Background Ibutilide is an action potential-prolonging antiarrhythmic currently in clinical trials. The drug shares structural similarities with E-4031 and dofetilide, specific blockers of the rapidly activating delayed rectifier K+ current (I-Kr). However, previous in vitro studies in guinea pig myocytes have indicated that ibutilide does not block I-Kr but rather increases a slow inward sodium current. Methods and Results In this study, we compared the effects of ibutilide with those of dofetilide on outward current in mouse atrial tumor myocytes (AT-1 cells), a preparation in which, unlike guinea pig, a typical I-Kr is the major delayed rectifier and can be readily recorded in isolation from other currents. In AT-1 cells, ibutilide and dofetilide were both potent I-Kr blockers, with EC(50) values of 20 (n=12) and 12 (n=8) nmol/L, respectively, at +20 mV. The time and voltage dependence of I-Kr inhibition by the two compounds were virtually identical.

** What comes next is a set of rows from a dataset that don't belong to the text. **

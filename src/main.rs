use anyhow::Context;
use clap::Parser;
use fealog_core::{config::Config, export, viewer_state::ViewerStateBuilder, Pipeline};
use std::path::PathBuf;

#[derive(Parser)]
#[command(
    name = "fealog",
    about = "Convert FEA, Assimilation and Native logs into a central-logger viewer bundle"
)]
struct Cli {
    /// Folder containing the log files. Defaults to the current directory.
    folder: Option<PathBuf>,

    /// Where to write log0.json, log_state.json and the FEA audit log.
    /// Defaults to the input folder.
    #[arg(short, long)]
    output: Option<PathBuf>,

    /// Extra config file (TOML, YAML or JSON) layered over the defaults.
    #[arg(short, long)]
    config: Option<PathBuf>,

    /// Log at debug level regardless of RUST_LOG.
    #[arg(long)]
    debug: bool,

    /// Append converter logs to this file instead of stderr.
    #[arg(long)]
    log_file: Option<PathBuf>,
}

fn main() -> anyhow::Result<()> {
    let cli = Cli::parse();
    init_tracing(&cli)?;

    let folder = match cli.folder {
        Some(folder) => folder,
        None => std::env::current_dir()?,
    };

    tracing::info!("loading config");
    let config = Config::load(cli.config.as_deref()).context("failed to load config")?;
    let mut pipeline = Pipeline::new(&config).context("invalid config")?;

    tracing::info!(folder = %folder.display(), "reading log files");
    let discovery = fealog_feeds::discover(&folder).context("failed to list log files")?;
    for error in &discovery.unreadable {
        pipeline.skip_unreadable(&display_path(error), error);
    }
    for path in &discovery.files {
        tracing::info!(file = %path.display(), "processing");
        match fealog_feeds::read_source(path) {
            Ok(source) => pipeline.ingest(&source),
            Err(e) => pipeline.skip_unreadable(&path.display().to_string(), &e),
        }
    }
    tracing::info!(files = discovery.files.len(), "total files found");

    let output = pipeline.finish();
    let state = ViewerStateBuilder::new(output.client_names()).build();

    let out_dir = cli.output.unwrap_or(folder);
    std::fs::create_dir_all(&out_dir)
        .with_context(|| format!("failed to create {}", out_dir.display()))?;
    export::write_bundle(&out_dir, &output, &state)?;

    Ok(())
}

fn display_path(error: &fealog_feeds::FeedError) -> String {
    error
        .path()
        .map_or_else(|| "<unknown>".to_string(), |p| p.display().to_string())
}

fn init_tracing(cli: &Cli) -> anyhow::Result<()> {
    let filter = if cli.debug {
        tracing_subscriber::EnvFilter::new("debug")
    } else {
        tracing_subscriber::EnvFilter::try_from_env("RUST_LOG")
            .unwrap_or_else(|_| tracing_subscriber::EnvFilter::new("info"))
    };

    match &cli.log_file {
        Some(path) => {
            let file = std::fs::OpenOptions::new()
                .create(true)
                .append(true)
                .open(path)
                .with_context(|| format!("failed to open log file {}", path.display()))?;
            tracing_subscriber::fmt()
                .with_writer(std::sync::Mutex::new(file))
                .with_ansi(false)
                .with_env_filter(filter)
                .init();
        }
        None => {
            tracing_subscriber::fmt()
                .with_writer(std::io::stderr)
                .with_env_filter(filter)
                .init();
        }
    }

    Ok(())
}
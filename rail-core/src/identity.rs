use rail_shared::UserAccount;
use serde::{Deserialize, Serialize};

use crate::CoreResult;

/// Claims embedded in a session token minted at login.
#[derive(Debug, Clone, Serialize, Deserialize)]
pub struct SessionClaims {
    pub sub: String,
    pub name: String,
    pub role: String,
    pub jti: String, // fresh per token, makes every token distinct
    pub exp: usize,
}

/// Mints opaque session tokens for authenticated accounts.
///
/// The only contract is that two calls never return the same token.
pub trait TokenIssuer: Send + Sync {
    fn issue(&self, account: &UserAccount) -> CoreResult<String>;
}
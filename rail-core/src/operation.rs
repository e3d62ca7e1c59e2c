use serde::{Deserialize, Serialize};
use std::fmt;
use std::str::FromStr;

use crate::CoreError;

/// The closed set of operations the mock service answers.
#[derive(Debug, Clone, Copy, PartialEq, Eq, Hash, Serialize, Deserialize)]
#[serde(rename_all = "camelCase")]
pub enum Operation {
    Login,
    Signup,
    PnrStatus,
    SearchTrains,
}

impl Operation {
    pub const ALL: [Operation; 4] = [
        Operation::Login,
        Operation::Signup,
        Operation::PnrStatus,
        Operation::SearchTrains,
    ];

    pub fn name(&self) -> &'static str {
        match self {
            Operation::Login => "login",
            Operation::Signup => "signup",
            Operation::PnrStatus => "pnrStatus",
            Operation::SearchTrains => "searchTrains",
        }
    }

    /// Path the operation was published under in the mock API catalog.
    pub fn endpoint(&self) -> &'static str {
        match self {
            Operation::Login => "/auth/login",
            Operation::Signup => "/auth/signup",
            Operation::PnrStatus => "/pnr/status",
            Operation::SearchTrains => "/trains/search",
        }
    }

}

impl fmt::Display for Operation {
    fn fmt(&self, f: &mut fmt::Formatter<'_>) -> fmt::Result {
        f.write_str(self.name())
    }
}

/// Accepts either the operation name or its catalog path.
///
/// `/booking/create` is listed in the catalog but has no handler, so it is rejected like
/// any other unknown name.
impl FromStr for Operation {
    type Err = CoreError;

    fn from_str(s: &str) -> Result<Self, Self::Err> {
        Operation::ALL
            .into_iter()
            .find(|op| op.name() == s || op.endpoint() == s)
            .ok_or_else(|| CoreError::UnknownOperation(s.to_string()))
    }
}
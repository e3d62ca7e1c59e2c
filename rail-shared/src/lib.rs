pub mod models;
pub mod pii;

pub use models::{PnrRecord, PnrStatus, TrainRoute, UserAccount};
pub use pii::Masked;
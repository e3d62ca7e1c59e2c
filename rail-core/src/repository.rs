use async_trait::async_trait;
use rail_shared::{Masked, PnrRecord, TrainRoute, UserAccount};

use crate::CoreResult;

/// Fields supplied by a signup; id and login handle are assigned by the repository.
#[derive(Debug, Clone)]
pub struct NewAccount {
    pub mobile: String,
    pub email: String,
    pub name: String,
    pub password: Masked<String>,
}

/// Repository trait for passenger accounts
#[async_trait]
pub trait AccountRepository: Send + Sync {
    /// Account whose handle or mobile is `identifier` and whose password matches.
    async fn find_by_credentials(
        &self,
        identifier: &str,
        password: &str,
    ) -> CoreResult<Option<UserAccount>>;

    /// Insert a new account.
    ///
    /// Fails with `CoreError::ConflictError` when the mobile or email is taken. The duplicate
    /// check and the id/handle assignment happen atomically with respect to other registrations.
    async fn register(&self, account: NewAccount) -> CoreResult<UserAccount>;

    async fn count(&self) -> CoreResult<usize>;

    /// First seeded account, used to prefill the demo login.
    async fn first(&self) -> CoreResult<Option<UserAccount>>;
}

/// Repository trait for PNR lookups
#[async_trait]
pub trait PnrRepository: Send + Sync {
    async fn find_pnr(&self, pnr: &str) -> CoreResult<Option<PnrRecord>>;
}

/// Repository trait for the route table
#[async_trait]
pub trait TrainRepository: Send + Sync {
    async fn search_trains(&self, from: &str, to: &str) -> CoreResult<Vec<TrainRoute>>;
}
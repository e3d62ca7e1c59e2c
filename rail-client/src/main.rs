use clap::Parser;
use rail_client::cli::{Cli, CommandRunner, Commands};
use rail_client::forms::{SignupForm, TrainSearchForm};
use rail_store::app_config::Config;

#[tokio::main]
async fn main() -> anyhow::Result<()> {
    let cli = Cli::parse();

    // RUST_LOG wins over --log-level
    tracing_subscriber::fmt()
        .with_env_filter(
            tracing_subscriber::EnvFilter::try_from_default_env()
                .unwrap_or_else(|_| format!("rail_api={0},rail_client={0},rail_store={0}", cli.log_level).into()),
        )
        .init();

    let config = Config::load()?;
    let mut runner = CommandRunner::new(&config, cli.delay_ms)?;
    runner.greet()?;

    match cli.command {
        Commands::Login {
            username,
            password,
            demo,
            auto_captcha,
        } => {
            runner.run_login(username, password, demo, auto_captcha).await?;
        }
        Commands::Signup {
            mobile,
            email,
            first_name,
            last_name,
            password,
            confirm_password,
            auto_captcha,
        } => {
            let form = SignupForm {
                mobile,
                email,
                first_name,
                last_name,
                password,
                confirm_password,
                captcha: String::new(),
            };
            runner.run_signup(form, auto_captcha).await?;
        }
        Commands::Pnr { pnr } => {
            runner.run_pnr(pnr).await?;
        }
        Commands::Search { from, to, date } => {
            runner.run_search(TrainSearchForm { from, to, date }).await?;
        }
        Commands::Call { operation, payload } => {
            runner.run_call(&operation, &payload).await?;
        }
        Commands::Demo => {
            runner.run_demo().await?;
        }
        Commands::ResetVisit => {
            runner.run_reset_visit()?;
        }
    }

    Ok(())
}
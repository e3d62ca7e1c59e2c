use rail_core::{ApiSuccess, Payload, ResponseData};
use tracing::debug;

use crate::{error::AppError, state::AppState};

pub async fn pnr_status(state: &AppState, payload: &Payload) -> Result<ApiSuccess, AppError> {
    let pnr = payload.str_field("pnr");

    let record = state
        .pnr_records
        .find_pnr(pnr)
        .await?
        .ok_or_else(|| AppError::NotFoundError(pnr.to_string()))?;
    debug!(pnr = %record.pnr, status = %record.status, "PNR resolved");

    Ok(ApiSuccess::new(
        "PNR status fetched successfully",
        ResponseData::PnrStatus(record),
    ))
}
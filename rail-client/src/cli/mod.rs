//! Terminal front-end for the mock booking API.
//!
//! ```bash
//! rail-demo login --demo --auto-captcha
//! rail-demo signup --mobile 9123456780 --email asha@example.com \
//!     --first-name Asha --last-name Rao --password 'Secret@12' --confirm-password 'Secret@12'
//! rail-demo pnr 1234567890
//! rail-demo search --from NDLS --to LKO --date 2025-10-04
//! rail-demo call pnrStatus '{"pnr":"2345678901"}'
//! rail-demo demo
//! ```

pub mod commands;
pub mod runner;

pub use commands::{Cli, Commands};
pub use runner::CommandRunner;
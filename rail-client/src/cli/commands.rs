use clap::{Parser, Subcommand};

#[derive(Parser, Debug)]
#[command(name = "rail-demo")]
#[command(version, about = "Mock train booking services")]
#[command(propagate_version = true)]
pub struct Cli {
    /// Log level (trace, debug, info, warn, error); RUST_LOG takes precedence
    #[arg(short, long, default_value = "info")]
    pub log_level: String,

    /// Override the simulated network delay, in milliseconds
    #[arg(long)]
    pub delay_ms: Option<u64>,

    #[command(subcommand)]
    pub command: Commands,
}

#[derive(Subcommand, Debug)]
pub enum Commands {
    /// Log in with a handle or mobile number
    Login {
        #[arg(short, long)]
        username: Option<String>,

        #[arg(short, long)]
        password: Option<String>,

        /// Prefill the seeded demo account
        #[arg(long)]
        demo: bool,

        /// Answer the captcha automatically instead of prompting
        #[arg(long)]
        auto_captcha: bool,
    },

    /// Create an account
    Signup {
        #[arg(long)]
        mobile: String,

        #[arg(long)]
        email: String,

        #[arg(long)]
        first_name: String,

        #[arg(long)]
        last_name: String,

        #[arg(long)]
        password: String,

        #[arg(long)]
        confirm_password: String,

        #[arg(long)]
        auto_captcha: bool,
    },

    /// Look up a PNR
    Pnr {
        pnr: String,
    },

    /// Search trains between two station codes
    Search {
        #[arg(short, long)]
        from: String,

        #[arg(short, long)]
        to: String,

        #[arg(short, long)]
        date: String,
    },

    /// Send a raw call to the dispatcher and print the response envelope
    Call {
        /// Operation name or catalog path, e.g. `pnrStatus` or `/pnr/status`
        operation: String,

        /// JSON object payload
        #[arg(default_value = "{}")]
        payload: String,
    },

    /// Run every operation once against the seed data
    Demo,

    /// Forget the first-visit flag so the splash shows again
    ResetVisit,
}
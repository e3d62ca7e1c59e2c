use rail_shared::PnrRecord;
use serde::{Deserialize, Serialize};
use serde_json::{json, Value};

use crate::search::TrainSearchResult;

#[derive(Debug, Clone, Serialize, Deserialize, PartialEq)]
#[serde(rename_all = "camelCase")]
pub struct LoginData {
    pub user_id: u64,
    pub name: String,
    pub token: String,
}

#[derive(Debug, Clone, Serialize, Deserialize, PartialEq)]
#[serde(rename_all = "camelCase")]
pub struct SignupData {
    pub user_id: u64,
    pub username: String,
}

/// Operation-specific body of a successful call.
#[derive(Debug, Clone, Serialize, PartialEq)]
#[serde(untagged)]
pub enum ResponseData {
    Login(LoginData),
    Signup(SignupData),
    PnrStatus(PnrRecord),
    SearchTrains(TrainSearchResult),
}

impl ResponseData {
    pub fn as_login(&self) -> Option<&LoginData> {
        match self {
            ResponseData::Login(data) => Some(data),
            _ => None,
        }
    }

    pub fn as_signup(&self) -> Option<&SignupData> {
        match self {
            ResponseData::Signup(data) => Some(data),
            _ => None,
        }
    }

    pub fn as_pnr(&self) -> Option<&PnrRecord> {
        match self {
            ResponseData::PnrStatus(record) => Some(record),
            _ => None,
        }
    }

    pub fn as_search(&self) -> Option<&TrainSearchResult> {
        match self {
            ResponseData::SearchTrains(result) => Some(result),
            _ => None,
        }
    }
}

#[derive(Debug, Clone, Serialize, PartialEq)]
pub struct ApiSuccess {
    pub message: String,
    pub data: ResponseData,
}

impl ApiSuccess {
    pub fn new(message: &str, data: ResponseData) -> Self {
        Self {
            message: message.to_string(),
            data,
        }
    }
}

/// A failed call. Carries only the text shown to the end user.
#[derive(Debug, Clone, Serialize, Deserialize, PartialEq, Eq, thiserror::Error)]
#[error("{message}")]
pub struct ApiFailure {
    pub message: String,
}

impl ApiFailure {
    pub fn new(message: &str) -> Self {
        Self {
            message: message.to_string(),
        }
    }
}

pub type ApiResponse = Result<ApiSuccess, ApiFailure>;

/// `{success, message, data?}` body, the shape the front-end consumed.
pub fn to_envelope(response: &ApiResponse) -> Value {
    match response {
        Ok(success) => json!({
            "success": true,
            "message": success.message,
            "data": success.data,
        }),
        Err(failure) => json!({
            "success": false,
            "message": failure.message,
        }),
    }
}

#[cfg(test)]
mod tests {
    use super::*;

    #[test]
    fn test_login_envelope() {
        let response: ApiResponse = Ok(ApiSuccess::new(
            "Login successful",
            ResponseData::Login(LoginData {
                user_id: 1,
                name: "Demo User".to_string(),
                token: "t".to_string(),
            }),
        ));
        let body = to_envelope(&response);
        assert_eq!(body["success"], true);
        assert_eq!(body["data"]["userId"], 1);
        assert_eq!(body["data"]["name"], "Demo User");
    }

    #[test]
    fn test_failure_envelope_has_no_data() {
        let response: ApiResponse = Err(ApiFailure::new("PNR not found"));
        let body = to_envelope(&response);
        assert_eq!(body["success"], false);
        assert_eq!(body["message"], "PNR not found");
        assert!(body.get("data").is_none());
    }

    #[test]
    fn test_accessors_match_variant() {
        let data = ResponseData::Signup(SignupData {
            user_id: 2,
            username: "user1".to_string(),
        });
        assert!(data.as_signup().is_some());
        assert!(data.as_login().is_none());
        assert!(data.as_pnr().is_none());
    }
}
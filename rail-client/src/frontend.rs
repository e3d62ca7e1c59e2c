use std::time::Duration;

use rail_api::Dispatcher;
use rail_core::repository::AccountRepository;
use rail_core::{ApiFailure, LoginData, Operation, SignupData, TrainSearchResult};
use rail_shared::PnrRecord;
use tracing::{debug, warn};

use crate::captcha::{CaptchaBoard, CaptchaKind};
use crate::forms::{FormError, LoginForm, PnrQuery, SignupForm, TrainSearchForm};

#[derive(Debug, thiserror::Error)]
pub enum FrontendError {
    #[error(transparent)]
    Form(#[from] FormError),
    #[error(transparent)]
    Api(#[from] ApiFailure),
}

/// What the UI does around each mock call: validate, submit, and regenerate the
/// captcha whenever a login or signup is turned away.
pub struct Frontend {
    dispatcher: Dispatcher,
    captchas: CaptchaBoard,
    default_delay: Duration,
    pnr_delay: Duration,
}

impl Frontend {
    pub fn new(dispatcher: Dispatcher, captchas: CaptchaBoard, default_delay: Duration, pnr_delay: Duration) -> Self {
        Self {
            dispatcher,
            captchas,
            default_delay,
            pnr_delay,
        }
    }

    pub fn captcha(&self, kind: CaptchaKind) -> &str {
        self.captchas.current(kind)
    }

    pub fn refresh_captcha(&mut self, kind: CaptchaKind) -> &str {
        self.captchas.refresh(kind)
    }

    pub async fn login(&mut self, form: &LoginForm) -> Result<LoginData, FrontendError> {
        let payload = form
            .validate(self.captchas.current(CaptchaKind::Login))
            .inspect_err(|e| self.on_form_error(CaptchaKind::Login, e))?;

        match self.dispatcher.call(Operation::Login, payload, self.default_delay).await {
            Ok(success) => success
                .data
                .as_login()
                .cloned()
                .ok_or_else(|| unexpected_shape(Operation::Login)),
            Err(failure) => {
                self.captchas.refresh(CaptchaKind::Login);
                Err(failure.into())
            }
        }
    }

    pub async fn signup(&mut self, form: &SignupForm) -> Result<SignupData, FrontendError> {
        let payload = form
            .validate(self.captchas.current(CaptchaKind::Signup))
            .inspect_err(|e| self.on_form_error(CaptchaKind::Signup, e))?;

        match self.dispatcher.call(Operation::Signup, payload, self.default_delay).await {
            Ok(success) => success
                .data
                .as_signup()
                .cloned()
                .ok_or_else(|| unexpected_shape(Operation::Signup)),
            Err(failure) => {
                self.captchas.refresh(CaptchaKind::Signup);
                Err(failure.into())
            }
        }
    }

    pub async fn check_pnr(&self, query: &PnrQuery) -> Result<PnrRecord, FrontendError> {
        let payload = query.validate()?;
        let success = self.dispatcher.call(Operation::PnrStatus, payload, self.pnr_delay).await?;
        success
            .data
            .as_pnr()
            .cloned()
            .ok_or_else(|| unexpected_shape(Operation::PnrStatus))
    }

    pub async fn search_trains(&self, form: &TrainSearchForm) -> Result<TrainSearchResult, FrontendError> {
        let payload = form.validate()?;
        let success = self
            .dispatcher
            .call(Operation::SearchTrains, payload, self.default_delay)
            .await?;
        success
            .data
            .as_search()
            .cloned()
            .ok_or_else(|| unexpected_shape(Operation::SearchTrains))
    }

    /// Login form prefilled with the first seeded account and the current captcha.
    pub async fn demo_credentials(&self) -> Option<LoginForm> {
        let account = self
            .dispatcher
            .state()
            .accounts
            .first()
            .await
            .inspect_err(|e| warn!("Demo account lookup failed: {}", e))
            .ok()
            .flatten()?;

        Some(LoginForm {
            username: account.username,
            password: account.password.into_inner(),
            captcha: self.captchas.current(CaptchaKind::Login).to_string(),
        })
    }

    fn on_form_error(&mut self, kind: CaptchaKind, err: &FormError) {
        debug!(?kind, error = %err, "Form rejected before submission");
        if *err == FormError::CaptchaMismatch {
            self.captchas.refresh(kind);
        }
    }
}

fn unexpected_shape(operation: Operation) -> FrontendError {
    warn!(operation = %operation, "Response data did not match the operation");
    FrontendError::Api(ApiFailure::new("Unexpected response"))
}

The following characteristics were most consistent with open channel block: (1) block increased with depolarizing pulses; (2) block increased with longer pulses; (3) currents deactivated more slowly in the presence of drug, resulting in a ''crossover'' typical of open channel block; and (4) with repetitive pulsing after drug wash-in, use-dependent block was observed. Conclusions These data suggest that the clinical actions of ibutilide are mediated at least in part by block of I-Kr; an effect on inward currents is not excluded. AT-1 cells are a useful model system for the study of drug block of this important repolarizing current.